Polskie zakłady produkują rocznie ok. 160 tys. m sześc. sklejek. Większość trafiała dotychczas na eksport.
– Od początku tego roku klienci ograniczają zamówienia i chcą, byśmy obniżyli ceny sklejki o 6 – 10 proc. Dotąd pracowaliśmy na cztery zmiany, teraz już na trzy – przyznaje Tadeusz Banach, prezes Sklejki Pisz SA, największego polskiego producenta sklejki. – Rok temu do krajów Beneluksu wysyłałem osiem transportów sklejki w miesiącu. Teraz się cieszę, gdy wyślę jeden. Jeżeli tak dalej pójdzie, to będziemy musieli zwalniać ludzi – mówi Tadeusz Kosień, prezes Sklejki-Multi SA w Bydgoszczy.
70 proc. eksportu polskiej sklejki trafia do Niemiec i Skandynawii
– Połowę produkcji sprzedajemy na eksport i czujemy presję ze strony klientów, by obniżać ceny w euro.
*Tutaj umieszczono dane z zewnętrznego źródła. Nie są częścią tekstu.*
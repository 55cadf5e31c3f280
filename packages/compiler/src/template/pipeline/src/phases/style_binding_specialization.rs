//! Style Binding Specialization Phase
//!
//! Transforms special-case bindings with 'style' or 'class' in their names. Must run before the
//! main binding specialization pass.

use crate::error::{invariant, Result};
use crate::template::pipeline::ir::{
    BindingExpression, BindingKind, BindingOp, ClassPropOp, MapBindingOp, StylePropOp, UpdateOp,
};
use crate::template::pipeline::src::compilation::CompilationJob;

pub fn specialize_style_bindings(job: &mut CompilationJob) -> Result<()> {
    for unit in job.units_mut() {
        let ops = unit.update.take_all();
        let mut specialized = Vec::with_capacity(ops.len());
        for op in ops {
            specialized.push(match op {
                UpdateOp::Binding(binding) => specialize(binding)?,
                other => other,
            });
        }
        unit.update.push_all(specialized);
    }
    Ok(())
}

fn specialize(op: BindingOp) -> Result<UpdateOp> {
    let specialized = match op.kind {
        BindingKind::ClassName => {
            let BindingExpression::Expression(expression) = op.expression else {
                return invariant("Unexpected interpolation in ClassName binding");
            };
            UpdateOp::ClassProp(ClassPropOp {
                target: op.target,
                name: op.name,
                expression,
                source_span: op.source_span,
            })
        }
        BindingKind::StyleProperty => UpdateOp::StyleProp(StylePropOp {
            target: op.target,
            name: op.name,
            expression: op.expression,
            unit: op.unit,
            source_span: op.source_span,
        }),
        BindingKind::Property | BindingKind::Template if op.name == "style" => UpdateOp::StyleMap(MapBindingOp {
            target: op.target,
            expression: op.expression,
            source_span: op.source_span,
        }),
        BindingKind::Property | BindingKind::Template if op.name == "class" => UpdateOp::ClassMap(MapBindingOp {
            target: op.target,
            expression: op.expression,
            source_span: op.source_span,
        }),
        _ => UpdateOp::Binding(op),
    };
    Ok(specialized)
}
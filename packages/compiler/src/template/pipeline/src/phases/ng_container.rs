//! Ng Container Phase
//!
//! Replaces an `ElementStart`/`ElementEnd` pair whose tag is `ng-container` with container ops.

use indexmap::IndexSet;

use crate::error::Result;
use crate::template::pipeline::ir::{ContainerStartOp, CreateOp, ElementStartOp};
use crate::template::pipeline::src::compilation::CompilationJob;

const CONTAINER_TAG: &str = "ng-container";

pub fn generate_ng_container_ops(job: &mut CompilationJob) -> Result<()> {
    for unit in job.units_mut() {
        let mut updated_element_xrefs = IndexSet::new();
        for id in unit.create.ids() {
            let replacement = match unit.create.get(id) {
                Some(CreateOp::ElementStart(el)) if el.tag == CONTAINER_TAG => {
                    updated_element_xrefs.insert(el.xref);
                    CreateOp::ContainerStart(into_container(el.clone()))
                }
                Some(CreateOp::ElementEnd(end)) if updated_element_xrefs.contains(&end.xref) => {
                    CreateOp::ContainerEnd(end.clone())
                }
                _ => continue,
            };
            unit.create.replace(id, replacement)?;
        }
    }
    Ok(())
}

fn into_container(el: ElementStartOp) -> ContainerStartOp {
    ContainerStartOp {
        xref: el.xref,
        handle: el.handle,
        attributes: el.attributes,
        local_refs: el.local_refs,
        local_refs_index: el.local_refs_index,
        non_bindable: el.non_bindable,
        start_source_span: el.start_source_span,
        whole_source_span: el.whole_source_span,
    }
}
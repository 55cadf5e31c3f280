//! Const Collection Phase
//!
//! Converts the semantic attributes of element-like operations (`ExtractedAttribute` ops) into
//! constant array expressions, and lifts them into the overall component `consts`. Local
//! reference lists and i18n messages are registered as consts as well.

use indexmap::{IndexMap, IndexSet};

use crate::core::AttributeMarker;
use crate::directive_matching::{parse_selector_to_r3_selector, r3_selector_literal};
use crate::error::{invariant, CompilerError, Result};
use crate::output::output_ast::{self as o, Expression, LiteralExpr, LiteralValue};
use crate::template::pipeline::ir::{
    BindingKind, CompatibilityMode, CompilationJobKind, ConstIndex, CreateOp, LocalRef, XrefId,
};
use crate::template::pipeline::src::compilation::CompilationJob;

/// Container for all of the various kinds of attributes which are applied on an element.
#[derive(Debug, Default)]
struct ElementAttributes {
    known: IndexMap<BindingKind, IndexSet<String>>,
    attributes: Vec<Expression>,
    classes: Vec<Expression>,
    styles: Vec<Expression>,
    bindings: Vec<Expression>,
    template: Vec<Expression>,
    i18n: Vec<Expression>,
    project_as: Option<String>,
}

impl ElementAttributes {
    fn is_known(&mut self, kind: BindingKind, name: &str) -> bool {
        !self.known.entry(kind).or_default().insert(name.to_string())
    }

    fn add(
        &mut self,
        kind: BindingKind,
        name: &str,
        value: Option<&Expression>,
        namespace: Option<&str>,
        compatibility: CompatibilityMode,
    ) -> Result<()> {
        // Compatibility output repeats duplicate static attributes, classes and styles.
        let allow_duplicates = compatibility == CompatibilityMode::TemplateDefinitionBuilder
            && matches!(kind, BindingKind::Attribute | BindingKind::ClassName | BindingKind::StyleProperty);
        if !allow_duplicates && self.is_known(kind, name) {
            return Ok(());
        }

        if name == "ngProjectAs" {
            return match value {
                Some(Expression::Literal(LiteralExpr {
                    value: LiteralValue::String(selector),
                    ..
                })) => {
                    self.project_as = Some(selector.clone());
                    Ok(())
                }
                _ => invariant("ngProjectAs must have a string literal value"),
            };
        }

        let array = match kind {
            BindingKind::Property | BindingKind::TwoWayProperty | BindingKind::Animation => &mut self.bindings,
            BindingKind::Attribute => &mut self.attributes,
            BindingKind::ClassName => &mut self.classes,
            BindingKind::StyleProperty => &mut self.styles,
            BindingKind::Template => &mut self.template,
            BindingKind::I18n => &mut self.i18n,
        };
        if let Some(namespace) = namespace {
            array.push(o::literal(AttributeMarker::NamespaceURI as usize));
            array.push(o::literal(namespace));
        }
        array.push(o::literal(name));
        if matches!(kind, BindingKind::Attribute | BindingKind::StyleProperty) {
            match value {
                Some(value) => array.push(value.clone()),
                None => return invariant(format!("attribute `{name}` was extracted without a value")),
            }
        }
        Ok(())
    }

    fn serialize(self) -> Result<Vec<Expression>> {
        let mut array = self.attributes;
        if let Some(selector) = self.project_as {
            // Only the first selector of the list is used for projection.
            let parsed = parse_selector_to_r3_selector(&selector).map_err(CompilerError::Invariant)?;
            if let Some(first) = parsed.into_iter().next() {
                array.push(o::literal(AttributeMarker::ProjectAs as usize));
                let Expression::LiteralArray(mut list) = r3_selector_literal(&[first]) else {
                    return invariant("selector literal is not an array");
                };
                array.extend(list.entries.pop());
            }
        }
        for (marker, entries) in [
            (AttributeMarker::Classes, self.classes),
            (AttributeMarker::Styles, self.styles),
            (AttributeMarker::Bindings, self.bindings),
            (AttributeMarker::Template, self.template),
            (AttributeMarker::I18n, self.i18n),
        ] {
            if !entries.is_empty() {
                array.push(o::literal(marker as usize));
                array.extend(entries);
            }
        }
        Ok(array)
    }
}

pub fn collect_element_consts(job: &mut CompilationJob) -> Result<()> {
    let compatibility = job.compatibility;

    // Gather the extracted attributes of every element and drop the ops.
    let mut all_attributes: IndexMap<XrefId, ElementAttributes> = IndexMap::new();
    for unit in job.units_mut() {
        let mut failure: Option<CompilerError> = None;
        unit.create.retain(|op| {
            let CreateOp::ExtractedAttribute(attr) = op else { return true };
            let entry = all_attributes.entry(attr.target).or_default();
            if let Err(err) = entry.add(
                attr.binding_kind,
                &attr.name,
                attr.expression.as_ref(),
                attr.namespace.as_deref(),
                compatibility,
            ) {
                failure.get_or_insert(err);
            }
            false
        });
        if let Some(err) = failure {
            return Err(err);
        }
    }

    let mut serialized: IndexMap<XrefId, Vec<Expression>> = IndexMap::new();
    for (xref, attributes) in all_attributes {
        let array = attributes.serialize()?;
        if !array.is_empty() {
            serialized.insert(xref, array);
        }
    }

    if job.kind == CompilationJobKind::Host {
        let root = job.root;
        for (xref, array) in serialized {
            if xref != root {
                return invariant("host attributes must belong to the host binding's root xref");
            }
            job.host_attributes = Some(o::literal_arr(array));
        }
        return Ok(());
    }

    for view in job.view_xrefs() {
        let ids = job.view(view)?.create.ids();
        for id in ids {
            let Some(op) = job.view(view)?.create.get(id) else { continue };
            let xref = op.xref();
            let empty_view = match op {
                CreateOp::RepeaterCreate(repeater) => repeater.empty_view,
                _ => None,
            };
            let is_element = op.is_element_or_container() && !matches!(op, CreateOp::Projection(_));
            let local_refs = serialize_local_refs(op.local_refs());
            let message = match op {
                CreateOp::I18nStart(start) => Some(start.message.clone()),
                _ => None,
            };

            let attributes = match xref.filter(|_| is_element).and_then(|x| serialized.get(&x)) {
                Some(array) => Some(job.add_const(o::literal_arr(array.clone()), Vec::new())),
                None => None,
            };
            let empty_attributes = match empty_view.and_then(|x| serialized.get(&x)) {
                Some(array) => Some(job.add_const(o::literal_arr(array.clone()), Vec::new())),
                None => None,
            };
            let local_refs_index = local_refs.map(|refs| job.add_const(refs, Vec::new()));
            let message_index = message.map(|message| job.add_const(o::literal(message), Vec::new()));

            let Some(op) = job.view_mut(view)?.create.get_mut(id) else { continue };
            if let CreateOp::Projection(projection) = op {
                projection.attributes = serialized.get(&projection.xref).cloned().map(o::literal_arr);
                continue;
            }
            apply_consts(op, attributes, empty_attributes, local_refs_index, message_index);
        }
    }
    Ok(())
}

fn apply_consts(
    op: &mut CreateOp,
    attributes: Option<ConstIndex>,
    empty_attributes: Option<ConstIndex>,
    local_refs_index: Option<ConstIndex>,
    message_index: Option<ConstIndex>,
) {
    match op {
        CreateOp::ElementStart(el) | CreateOp::Element(el) => {
            el.attributes = attributes;
            el.local_refs_index = local_refs_index;
        }
        CreateOp::ContainerStart(container) | CreateOp::Container(container) => {
            container.attributes = attributes;
            container.local_refs_index = local_refs_index;
        }
        CreateOp::Template(t) | CreateOp::ConditionalCreate(t) | CreateOp::ConditionalBranchCreate(t) => {
            t.attributes = attributes;
            t.local_refs_index = local_refs_index;
        }
        CreateOp::RepeaterCreate(repeater) => {
            repeater.attributes = attributes;
            repeater.empty_attributes = empty_attributes;
        }
        CreateOp::I18nStart(start) => start.message_index = message_index,
        _ => {}
    }
}

/// `[name, target, name, target, ...]`, or `None` for ops without local refs.
fn serialize_local_refs(refs: &[LocalRef]) -> Option<Expression> {
    if refs.is_empty() {
        return None;
    }
    Some(o::literal_arr(
        refs.iter()
            .flat_map(|r| [o::literal(r.name.as_str()), o::literal(r.target.as_str())])
            .collect(),
    ))
}

#[cfg(test)]
mod tests {
    use super::*;
    use crate::config::PipelineConfig;
    use crate::constant_pool::ConstantPool;
    use crate::core::SecurityContext;
    use crate::parse_util::{ParseSourceFile, ParseSourceSpan};
    use crate::template::pipeline::ir::{create_element_start_op, create_extracted_attribute_op, Namespace};
    use std::sync::Arc;

    fn span() -> ParseSourceSpan {
        let file = Arc::new(ParseSourceFile::new("<div a=\"b\" class=\"c\" #r></div>", "test.html"));
        ParseSourceSpan::from_offsets(&file, 0, 4)
    }

    #[test]
    fn extracted_attributes_become_one_const_with_markers() {
        let mut job = CompilationJob::component("Cmp", ConstantPool::new(), PipelineConfig::default());
        let div = job.allocate_xref_id();
        let unit = job.root_unit_mut();
        unit.create.push(create_extracted_attribute_op(
            div,
            BindingKind::Attribute,
            None,
            "a",
            Some(o::literal("b")),
            SecurityContext::NONE,
        ));
        unit.create.push(create_extracted_attribute_op(div, BindingKind::ClassName, None, "c", None, SecurityContext::NONE));
        unit.create.push(create_extracted_attribute_op(div, BindingKind::Property, None, "p", None, SecurityContext::NONE));
        let mut start = create_element_start_op("div", div, Namespace::HTML, span(), span());
        start.local_refs.push(LocalRef {
            name: "r".to_string(),
            target: String::new(),
        });
        unit.create.push(CreateOp::ElementStart(start));

        collect_element_consts(&mut job).unwrap();

        let unit = job.root_unit();
        assert_eq!(unit.create.len(), 1);
        let Some(CreateOp::ElementStart(el)) = unit.create.iter().next() else { panic!("expected the element") };
        assert_eq!(el.attributes, Some(ConstIndex::new(0)));
        assert_eq!(el.local_refs_index, Some(ConstIndex::new(1)));
        let expected = o::literal_arr(vec![
            o::literal("a"),
            o::literal("b"),
            o::literal(AttributeMarker::Classes as usize),
            o::literal("c"),
            o::literal(AttributeMarker::Bindings as usize),
            o::literal("p"),
        ]);
        assert!(job.consts[0].is_equivalent(&expected));
        assert!(job.consts[1].is_equivalent(&o::literal_arr(vec![o::literal("r"), o::literal("")])));
    }

    #[test]
    fn duplicate_binding_names_are_registered_once() {
        let mut attrs = ElementAttributes::default();
        attrs.add(BindingKind::Property, "p", None, None, CompatibilityMode::Full).unwrap();
        attrs.add(BindingKind::Property, "p", None, None, CompatibilityMode::Full).unwrap();
        let array = attrs.serialize().unwrap();
        assert_eq!(array.len(), 2);
    }

    #[test]
    fn host_attributes_land_on_the_job() {
        let mut job = CompilationJob::host_binding("Cmp", ConstantPool::new(), PipelineConfig::default());
        let root = job.root;
        job.root_unit_mut().create.push(create_extracted_attribute_op(
            root,
            BindingKind::Attribute,
            None,
            "role",
            Some(o::literal("button")),
            SecurityContext::NONE,
        ));

        collect_element_consts(&mut job).unwrap();

        let expected = o::literal_arr(vec![o::literal("role"), o::literal("button")]);
        assert!(job.host_attributes.as_ref().is_some_and(|attrs| attrs.is_equivalent(&expected)));
        assert!(job.consts.is_empty());
    }
}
W kraju rośnie konkurencja, bo pojawia się tańsza sklejka z importu – dodaje Joanna Wasilewicz, prezes Biaformu SA z Białegostoku.
Tadeusz Kosień, szef Stowarzyszenia Producentów Płyt Drewnopochodnych w Polsce, wylicza przyczyny krachu: silny złoty; nadmierne zapasy sklejki u importerów w Europie Zachodniej; wstrzymanie się firm budowlanych z zakupami w oczekiwaniu na spadek cen. Na dodatek Rosja przerzuca swoją tańszą o 30 proc. sklejkę z USA do Europy, a Indonezja obniżyła ceny o połowę.